--- Problem requirements ---
The complete set of records below must be repeated precisely as given.

--- Given entries ---

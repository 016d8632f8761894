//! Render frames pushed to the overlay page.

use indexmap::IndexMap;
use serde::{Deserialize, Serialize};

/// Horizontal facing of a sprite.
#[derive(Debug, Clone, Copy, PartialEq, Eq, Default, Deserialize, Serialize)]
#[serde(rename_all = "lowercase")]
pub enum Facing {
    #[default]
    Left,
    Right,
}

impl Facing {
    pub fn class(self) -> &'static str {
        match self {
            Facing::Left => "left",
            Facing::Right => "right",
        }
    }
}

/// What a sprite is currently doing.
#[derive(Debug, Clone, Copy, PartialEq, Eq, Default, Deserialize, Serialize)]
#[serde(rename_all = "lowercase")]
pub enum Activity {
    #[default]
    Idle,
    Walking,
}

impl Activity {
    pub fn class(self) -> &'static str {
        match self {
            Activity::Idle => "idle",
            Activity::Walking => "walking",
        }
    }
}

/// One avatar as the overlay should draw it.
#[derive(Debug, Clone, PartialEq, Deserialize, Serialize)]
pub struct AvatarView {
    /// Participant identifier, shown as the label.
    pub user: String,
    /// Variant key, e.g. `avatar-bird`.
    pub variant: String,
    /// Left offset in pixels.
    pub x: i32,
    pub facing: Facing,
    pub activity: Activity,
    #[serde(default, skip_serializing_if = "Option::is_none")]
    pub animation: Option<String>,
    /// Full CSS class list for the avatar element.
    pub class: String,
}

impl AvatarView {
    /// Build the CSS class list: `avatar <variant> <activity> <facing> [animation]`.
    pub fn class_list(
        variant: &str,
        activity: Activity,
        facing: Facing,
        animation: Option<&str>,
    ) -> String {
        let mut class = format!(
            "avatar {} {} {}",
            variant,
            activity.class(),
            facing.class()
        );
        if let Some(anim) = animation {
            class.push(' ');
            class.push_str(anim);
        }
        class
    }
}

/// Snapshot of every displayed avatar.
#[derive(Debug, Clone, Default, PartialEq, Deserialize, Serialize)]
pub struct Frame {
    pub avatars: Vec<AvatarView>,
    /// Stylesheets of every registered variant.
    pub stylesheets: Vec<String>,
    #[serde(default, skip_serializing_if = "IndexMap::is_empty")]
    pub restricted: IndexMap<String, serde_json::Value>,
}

--- Exercise response ---
repository 016d8632f8761894
//! Render frames pushed to the overlay page.

use indexmap::IndexMap;
use serde::{Deserialize, Serialize};

/// Horizontal facing of a sprite.
#[derive(Debug, Clone, Copy, PartialEq, Eq, Default, Deserialize, Serialize)]
#[serde(rename_all = "lowercase")]
pub enum Facing {
    #[default]
    Left,
    Right,
}

impl Facing {
    pub fn class(self) -> &'static str {
        match self {
            Facing::Left => "left",
            Facing::Right => "right",
        }
    }
}

/// What a sprite is currently doing.
#[derive(Debug, Clone, Copy, PartialEq, Eq, Default, Deserialize, Serialize)]
#[serde(rename_all = "lowercase")]
pub enum Activity {
    #[default]
    Idle,
    Walking,
}

impl Activity {
    pub fn class(self) -> &'static str {
        match self {
            Activity::Idle => "idle",
            Activity::Walking => "walking",
        }
    }
}

/// One avatar as the overlay should draw it.
#[derive(Debug, Clone, PartialEq, Deserialize, Serialize)]
pub struct AvatarView {
    /// Participant identifier, shown as the label.
    pub user: String,
    /// Variant key, e.g. `avatar-bird`.
    pub variant: String,
    /// Left offset in pixels.
    pub x: i32,
    pub facing: Facing,
    pub activity: Activity,
    #[serde(default, skip_serializing_if = "Option::is_none")]
    pub animation: Option<String>,
    /// Full CSS class list for the avatar element.
    pub class: String,
}

impl AvatarView {
    /// Build the CSS class list: `avatar <variant> <activity> <facing> [animation]`.
    pub fn class_list(
        variant: &str,
        activity: Activity,
        facing: Facing,
        animation: Option<&str>,
    ) -> String {
        let mut class = format!(
            "avatar {} {} {}",
            variant,
            activity.class(),
            facing.class()
        );
        if let Some(anim) = animation {
            class.push(' ');
            class.push_str(anim);
        }
        class
    }
}

/// Snapshot of every displayed avatar.
#[derive(Debug, Clone, Default, PartialEq, Deserialize, Serialize)]
pub struct Frame {
    pub avatars: Vec<AvatarView>,
    /// Stylesheets of every registered variant.
    pub stylesheets: Vec<String>,
    #[serde(default, skip_serializing_if = "IndexMap::is_empty")]
    pub restricted: IndexMap<String, serde_json::Value>,
}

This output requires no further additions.